Instructions to follow ▸
Your reply should consist solely of the lines from the start of the material below through the line containing "if any flag", reproduced exactly.
============================================================
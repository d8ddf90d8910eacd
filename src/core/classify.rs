//! Event classification.
//!
//! Every event gets an [`EventType`] whose `Display` form is the `Type`
//! column of the output. Chat messages carry a [`MessageKind`] describing
//! their text and per-attachment kinds; the renderer branches on the
//! [`ContentKinds`] flag set derived from it.

use std::fmt;
use std::ops::{BitOr, BitOrAssign};

use super::models::{Attachment, ChatMessage, Event, EventPayload};

/// Set of content kinds present in a chat message.
#[derive(Debug, Clone, Copy, Default, PartialEq, Eq, Hash)]
pub struct ContentKinds(u8);

impl ContentKinds {
    pub const EMPTY: Self = Self(0);
    pub const TEXT: Self = Self(1);
    pub const IMAGE: Self = Self(1 << 1);
    pub const LOCATION: Self = Self(1 << 2);
    pub const UNKNOWN: Self = Self(1 << 3);

    /// `true` if every flag in `other` is set.
    pub fn contains(self, other: Self) -> bool {
        self.0 & other.0 == other.0
    }

    /// `true` if any flag in `other` is set.
    pub fn intersects(self, other: Self) -> bool {
        self.0 & other.0 != 0
    }

    pub fn insert(&mut self, other: Self) {
        self.0 |= other.0;
    }

    pub fn is_empty(self) -> bool {
        self.0 == 0
    }
}

impl BitOr for ContentKinds {
    type Output = Self;

    fn bitor(self, rhs: Self) -> Self {
        Self(self.0 | rhs.0)
    }
}

impl BitOrAssign for ContentKinds {
    fn bitor_assign(&mut self, rhs: Self) {
        self.insert(rhs);
    }
}

/// Kind of a single chat attachment.
#[derive(Debug, Clone, Copy, PartialEq, Eq, Hash)]
pub enum AttachmentKind {
    Image,
    Location,
    Unknown,
}

impl AttachmentKind {
    pub fn of(attachment: &Attachment) -> Self {
        match attachment {
            Attachment::Photo { .. } => AttachmentKind::Image,
            Attachment::Place(_) => AttachmentKind::Location,
            Attachment::Unknown(_) => AttachmentKind::Unknown,
        }
    }

    pub fn tag(self) -> &'static str {
        match self {
            AttachmentKind::Image => "img",
            AttachmentKind::Location => "loc",
            AttachmentKind::Unknown => "unk",
        }
    }

    fn flag(self) -> ContentKinds {
        match self {
            AttachmentKind::Image => ContentKinds::IMAGE,
            AttachmentKind::Location => ContentKinds::LOCATION,
            AttachmentKind::Unknown => ContentKinds::UNKNOWN,
        }
    }
}

/// Shape of a chat message: whether it has a segment list, and its attachments in order.
#[derive(Debug, Clone, Default, PartialEq, Eq)]
pub struct MessageKind {
    pub text: bool,
    pub attachments: Vec<AttachmentKind>,
}

impl MessageKind {
    pub fn of(message: &ChatMessage) -> Self {
        Self {
            text: message.segments.is_some(),
            attachments: message
                .attachments
                .iter()
                .flatten()
                .map(AttachmentKind::of)
                .collect(),
        }
    }

    pub fn kinds(&self) -> ContentKinds {
        let mut kinds = if self.text {
            ContentKinds::TEXT
        } else {
            ContentKinds::EMPTY
        };
        for attachment in &self.attachments {
            kinds |= attachment.flag();
        }
        kinds
    }
}

impl fmt::Display for MessageKind {
    /// `txt`, then one tag per attachment, joined by `+`.
    /// A message with neither renders as the empty string.
    fn fmt(&self, f: &mut fmt::Formatter<'_>) -> fmt::Result {
        let mut first = true;
        if self.text {
            f.write_str("txt")?;
            first = false;
        }
        for attachment in &self.attachments {
            if !first {
                f.write_str("+")?;
            }
            f.write_str(attachment.tag())?;
            first = false;
        }
        Ok(())
    }
}

/// Classification of an event.
#[derive(Debug, Clone, PartialEq, Eq)]
pub enum EventType {
    Message(MessageKind),
    Rename,
    Call,
    AddMembers,
    RemoveMembers,
    Unknown,
}

impl EventType {
    /// Content flags; empty for everything but chat messages.
    pub fn kinds(&self) -> ContentKinds {
        match self {
            EventType::Message(kind) => kind.kinds(),
            _ => ContentKinds::EMPTY,
        }
    }

    /// `true` for membership changes in either direction.
    pub fn is_membership(&self) -> bool {
        matches!(self, EventType::AddMembers | EventType::RemoveMembers)
    }
}

impl fmt::Display for EventType {
    fn fmt(&self, f: &mut fmt::Formatter<'_>) -> fmt::Result {
        match self {
            EventType::Message(kind) => kind.fmt(f),
            EventType::Rename => f.write_str("rename"),
            EventType::Call => f.write_str("call"),
            EventType::AddMembers => f.write_str("add member(s)"),
            EventType::RemoveMembers => f.write_str("remove member(s)"),
            EventType::Unknown => f.write_str("unknown"),
        }
    }
}

/// Classifies an event. Depends only on the event itself.
///
/// # Example
///
/// ```rust
/// use hangpack::core::models::{Attachment, ChatMessage, Event, EventPayload, Segment};
/// use hangpack::core::classify;
///
/// let event = Event {
///     sender_id: "1".into(),
///     timestamp_micros: 0,
///     payload: EventPayload::Chat(ChatMessage {
///         segments: Some(vec![Segment::LineBreak]),
///         attachments: Some(vec![Attachment::Photo { url: "https://x/a.jpg".into() }]),
///     }),
/// };
/// assert_eq!(classify(&event).to_string(), "txt+img");
/// ```
pub fn classify(event: &Event) -> EventType {
    match &event.payload {
        EventPayload::Chat(message) => EventType::Message(MessageKind::of(message)),
        EventPayload::Rename { .. } => EventType::Rename,
        EventPayload::Hangout(_) => EventType::Call,
        EventPayload::AddMembers(_) => EventType::AddMembers,
        EventPayload::RemoveMembers(_) => EventType::RemoveMembers,
        EventPayload::Unknown(_) => EventType::Unknown,
    }
}

#[cfg(test)]
mod tests {
    use super::*;
    use crate::core::models::{HangoutEvent, Place, Segment};

    fn event(payload: EventPayload) -> Event {
        Event {
            sender_id: "1".into(),
            timestamp_micros: 0,
            payload,
        }
    }

    fn chat(segments: Option<Vec<Segment>>, attachments: Option<Vec<Attachment>>) -> Event {
        event(EventPayload::Chat(ChatMessage {
            segments,
            attachments,
        }))
    }

    fn photo() -> Attachment {
        Attachment::Photo {
            url: "https://x/a.jpg".into(),
        }
    }

    fn place() -> Attachment {
        Attachment::Place(Place {
            name: "Cafe".into(),
            address: "1 Main St".into(),
            url: "https://maps/x".into(),
        })
    }

    #[test]
    fn test_system_event_tags() {
        let rename = event(EventPayload::Rename {
            old_name: "a".into(),
            new_name: "b".into(),
        });
        assert_eq!(classify(&rename).to_string(), "rename");
        assert_eq!(
            classify(&event(EventPayload::Hangout(HangoutEvent::Other))).to_string(),
            "call"
        );
        assert_eq!(
            classify(&event(EventPayload::AddMembers(vec![]))).to_string(),
            "add member(s)"
        );
        assert_eq!(
            classify(&event(EventPayload::RemoveMembers(vec![]))).to_string(),
            "remove member(s)"
        );
        assert_eq!(
            classify(&event(EventPayload::Unknown("X".into()))).to_string(),
            "unknown"
        );
    }

    #[test]
    fn test_text_only() {
        let e = chat(Some(vec![]), None);
        assert_eq!(classify(&e).to_string(), "txt");
        assert_eq!(classify(&e).kinds(), ContentKinds::TEXT);
    }

    #[test]
    fn test_text_and_photo() {
        let e = chat(Some(vec![Segment::LineBreak]), Some(vec![photo()]));
        let ty = classify(&e);
        assert_eq!(ty.to_string(), "txt+img");
        assert!(ty.kinds().contains(ContentKinds::TEXT | ContentKinds::IMAGE));
        assert!(!ty.kinds().intersects(ContentKinds::LOCATION));
    }

    #[test]
    fn test_attachment_order_preserved() {
        let e = chat(
            None,
            Some(vec![place(), photo(), Attachment::Unknown(vec!["X".into()]), photo()]),
        );
        assert_eq!(classify(&e).to_string(), "loc+img+unk+img");
    }

    #[test]
    fn test_degenerate_message_is_empty_tag() {
        let e = chat(None, None);
        let ty = classify(&e);
        assert_eq!(ty.to_string(), "");
        assert!(ty.kinds().is_empty());
    }

    #[test]
    fn test_classification_is_repeatable() {
        let e = chat(Some(vec![]), Some(vec![photo()]));
        let first = classify(&e);
        let _ = classify(&chat(None, Some(vec![place()])));
        assert_eq!(classify(&e), first);
    }

    #[test]
    fn test_membership_predicate() {
        assert!(EventType::AddMembers.is_membership());
        assert!(EventType::RemoveMembers.is_membership());
        assert!(!EventType::Rename.is_membership());
    }
}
============================================================
Exercise answer ▸
repository d8ddf90d8910eacd
filename src/core/classify.rs
//! Event classification.
//!
//! Every event gets an [`EventType`] whose `Display` form is the `Type`
//! column of the output. Chat messages carry a [`MessageKind`] describing
//! their text and per-attachment kinds; the renderer branches on the
//! [`ContentKinds`] flag set derived from it.

use std::fmt;
use std::ops::{BitOr, BitOrAssign};

use super::models::{Attachment, ChatMessage, Event, EventPayload};

/// Set of content kinds present in a chat message.
#[derive(Debug, Clone, Copy, Default, PartialEq, Eq, Hash)]
pub struct ContentKinds(u8);

impl ContentKinds {
    pub const EMPTY: Self = Self(0);
    pub const TEXT: Self = Self(1);
    pub const IMAGE: Self = Self(1 << 1);
    pub const LOCATION: Self = Self(1 << 2);
    pub const UNKNOWN: Self = Self(1 << 3);

    /// `true` if every flag in `other` is set.
    pub fn contains(self, other: Self) -> bool {
        self.0 & other.0 == other.0
    }

    /// `true` if any flag in `other` is set.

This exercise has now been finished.